3293 Stone Mountain Hwy Ste G118, Snellville, GA 30078

TOGETHER WE CAN BREAK THE CYCLE

October is Domestic Violence Awareness Month

A GUIDE FOR FRIENDS AND FAMILY

Everyone has the right to have healthy relationships.

Do you know someone who is being hurt? Or someone who is causing harm? Are you worried about what might be happening in a loved one’s relationship? You are not alone—we are here to help!

This guide will help you support someone who is struggling in their relationship—and to take care of yourself while you’re doing it. People are more likely to turn to their community (friends, family, YOU) than they are to professionals.

Survivors tell us that what matters most is having someone in their life who is there for them, without judgment, to bounce around ideas, and lean on when they most need support. You can be that person. These tips and tools will help you get started.

How to Help

How can I recognize abuse?

Each person’s experience in an abusive relationship is different, and sometimes it can be difficult to tell the difference between a relationship that is challenging or unhealthy, and a relationship where one person is abusing another. Often, domestic violence is not easy to spot even if you know the person well. Abuse that doesn’t leave physical marks or injuries can be especially difficult to recognize. Even if the person is being physically hurt, these injuries are not always evident if they are covered by clothing or make-up. It is not uncommon for an abuser to behave very differently in other relationships and settings, and also many survivors acknowledge that they did not think of their experiences as abuse.

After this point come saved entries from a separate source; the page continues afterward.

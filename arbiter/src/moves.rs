/*
 * This Source Code Form is subject to the terms of the Mozilla Public
 * License, v. 2.0. If a copy of the MPL was not distributed with this
 * file, You can obtain one at https://mozilla.org/MPL/2.0/.
 */

use std::{error, fmt, ops::Deref};

use super::{Board, Piece, Square, MAX_NUM_MOVES};

/// An alias for an [`arrayvec::ArrayVec`] containing at most [`MAX_NUM_MOVES`] moves.
pub type MoveList = arrayvec::ArrayVec<Move, MAX_NUM_MOVES>;

/// A proposed transition on a [`Board`]: the acting piece, its origin and
/// destination squares, and the piece currently on the destination, if any.
///
/// A [`Move`] is a value snapshot taken at construction time; building one
/// never mutates the board. It carries no claim of legality - pass it to
/// [`Board::validate`] for that.
#[derive(Clone, Copy, PartialEq, Eq, Debug)]
pub struct Move {
    piece: Piece,
    from: Square,
    to: Square,
    capture: Option<Piece>,
}

impl Move {
    /// Creates a new [`Move`] of the piece on `from` to `to`, resolving the
    /// capture target against `board`.
    ///
    /// Returns `None` if `from` is empty. The capture is whatever currently
    /// occupies `to`; when `from == to` there is no capture, since the
    /// occupant would be the acting piece itself.
    ///
    /// # Example
    /// ```
    /// # use arbiter::*;
    /// let board = Board::default();
    /// let mv = Move::new(&board, Square::G1, Square::F3).unwrap();
    /// assert_eq!(mv.piece().kind(), PieceKind::Knight);
    /// assert!(mv.capture().is_none());
    /// assert!(Move::new(&board, Square::E4, Square::E5).is_none());
    /// ```
    pub fn new(board: &Board, from: Square, to: Square) -> Option<Self> {
        let piece = board.piece_at(from)?;
        let capture = if from != to { board.piece_at(to) } else { None };

        Some(Self {
            piece,
            from,
            to,
            capture,
        })
    }

    /// The acting [`Piece`], as it was when this [`Move`] was constructed.
    #[inline(always)]
    pub const fn piece(&self) -> Piece {
        self.piece
    }

    /// The [`Square`] the acting piece moves from.
    #[inline(always)]
    pub const fn from(&self) -> Square {
        self.from
    }

    /// The [`Square`] the acting piece moves to.
    #[inline(always)]
    pub const fn to(&self) -> Square {
        self.to
    }

    /// The [`Piece`] this move would capture, if any.
    #[inline(always)]
    pub const fn capture(&self) -> Option<Piece> {
        self.capture
    }
}

impl fmt::Display for Move {
    /// Displays in coordinate form, like `e2e4`.
    fn fmt(&self, f: &mut fmt::Formatter<'_>) -> fmt::Result {
        write!(f, "{}{}", self.from, self.to)
    }
}

/// A [`Move`] that has passed the full legality pipeline of the [`Board`] it
/// was validated against.
///
/// Only [`Board::validate`] creates these, so [`Board::apply`] cannot fail:
/// applying an unvalidated move is unrepresentable. The proof is only as
/// fresh as the board it came from - applying it after other mutations is a
/// caller contract violation, exactly as with the underlying [`Move`].
#[derive(Clone, Copy, PartialEq, Eq, Debug)]
pub struct ValidatedMove {
    pub(crate) mv: Move,
}

impl Deref for ValidatedMove {
    type Target = Move;
    #[inline(always)]
    fn deref(&self) -> &Self::Target {
        &self.mv
    }
}

impl fmt::Display for ValidatedMove {
    fn fmt(&self, f: &mut fmt::Formatter<'_>) -> fmt::Result {
        self.mv.fmt(f)
    }
}

/// Why a [`Move`] was rejected by [`Board::validate`].
///
/// Variants are ordered as the pipeline evaluates them; validation
/// short-circuits on the first failure.
#[derive(Clone, Copy, PartialEq, Eq, Debug)]
pub enum IllegalMove {
    /// The game is already over; no further moves are accepted.
    GameOver,
    /// The acting piece does not belong to the side to move.
    NotYourTurn,
    /// The destination is occupied by a piece of the acting piece's own side.
    FriendlyCapture,
    /// The acting piece's movement pattern does not permit the destination.
    InvalidMovement,
    /// A piece occupies a square strictly between origin and destination.
    PathBlocked,
    /// Making the move would leave the acting side's own king in check.
    SelfCheck,
}

impl fmt::Display for IllegalMove {
    fn fmt(&self, f: &mut fmt::Formatter<'_>) -> fmt::Result {
        let reason = match self {
            Self::GameOver => "The game is already over",
            Self::NotYourTurn => "Tried to move a piece that wasn't yours",
            Self::FriendlyCapture => "Tried to capture your own piece",
            Self::InvalidMovement => "That piece cannot move that way",
            Self::PathBlocked => "Another piece blocks the path",
            Self::SelfCheck => "That move would leave your own king in check",
        };

        write!(f, "{reason}")
    }
}

impl error::Error for IllegalMove {}

#[cfg(test)]
mod tests {
    use super::*;
    use crate::Color;

    #[test]
    fn test_move_is_a_snapshot() {
        let board = Board::default();
        let mv = Move::new(&board, Square::E2, Square::E4).unwrap();

        assert_eq!(mv.from(), Square::E2);
        assert_eq!(mv.to(), Square::E4);
        assert_eq!(mv.piece().color(), Color::White);
        assert!(mv.capture().is_none());

        // Constructing a move must not touch the board
        assert_eq!(board, Board::default());
    }

    #[test]
    fn test_capture_resolved_at_construction() {
        let board = Board::from_fen("k7/8/8/3p4/8/8/8/B6K w - -").unwrap();
        let mv = Move::new(&board, Square::A1, Square::D5).unwrap();

        let capture = mv.capture().unwrap();
        assert_eq!(capture.color(), Color::Black);
        assert!(capture.is_pawn());
    }

    #[test]
    fn test_null_move_captures_nothing() {
        let board = Board::default();
        let mv = Move::new(&board, Square::E1, Square::E1).unwrap();

        // The occupant of the destination is the acting piece, not a capture
        assert!(mv.capture().is_none());
    }
}
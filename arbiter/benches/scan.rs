/*
 * This Source Code Form is subject to the terms of the Mozilla Public
 * License, v. 2.0. If a copy of the MPL was not distributed with this
 * file, You can obtain one at https://mozilla.org/MPL/2.0/.
 */

use criterion::{black_box, criterion_group, criterion_main, Criterion};

use arbiter::*;

fn legal_moves_benchmark(c: &mut Criterion) {
    let startpos = Board::default();
    c.bench_function("Startpos legal moves", |b| {
        b.iter(|| black_box(&startpos).legal_moves());
    });

    let kiwipete = Board::from_fen(FEN_KIWIPETE).unwrap();
    c.bench_function("Kiwipete legal moves", |b| {
        b.iter(|| black_box(&kiwipete).legal_moves());
    });
}

fn terminal_scan_benchmark(c: &mut Criterion) {
    // Fool's mate: the scan has to exhaust every probe before concluding
    let mate = Board::from_fen("rnb1kbnr/pppp1ppp/8/4p3/6Pq/5P2/PPPPP2P/RNBQKBNR w - -").unwrap();

    c.bench_function("Checkmate scan", |b| {
        b.iter(|| {
            let scanner = CheckScanner::new(black_box(&mate));
            black_box(scanner.is_game_over(Color::White))
        });
    });
}

criterion_group!(benches, legal_moves_benchmark, terminal_scan_benchmark);
criterion_main!(benches);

If they have recognized that they are experiencing domestic violence, they may not tell anyone for a variety of reasons: the abuser may have threatened to harm the person, or others, if they tell anyone; they may worry about getting other people involved; or they may feel ashamed that they have experienced domestic violence. Sometimes, friends, relatives, neighbors and colleagues feel that something is wrong but are not sure what the problem is.

Below are things you may notice that could indicate that the person you know is experiencing domestic violence:

  • They seem afraid of their partner or are always very anxious to please them.

  • They have stopped seeing their friends or family, or cut phone conversations short when their partner is in the room.

  • Their partner often criticizes or humiliates them in front of other people.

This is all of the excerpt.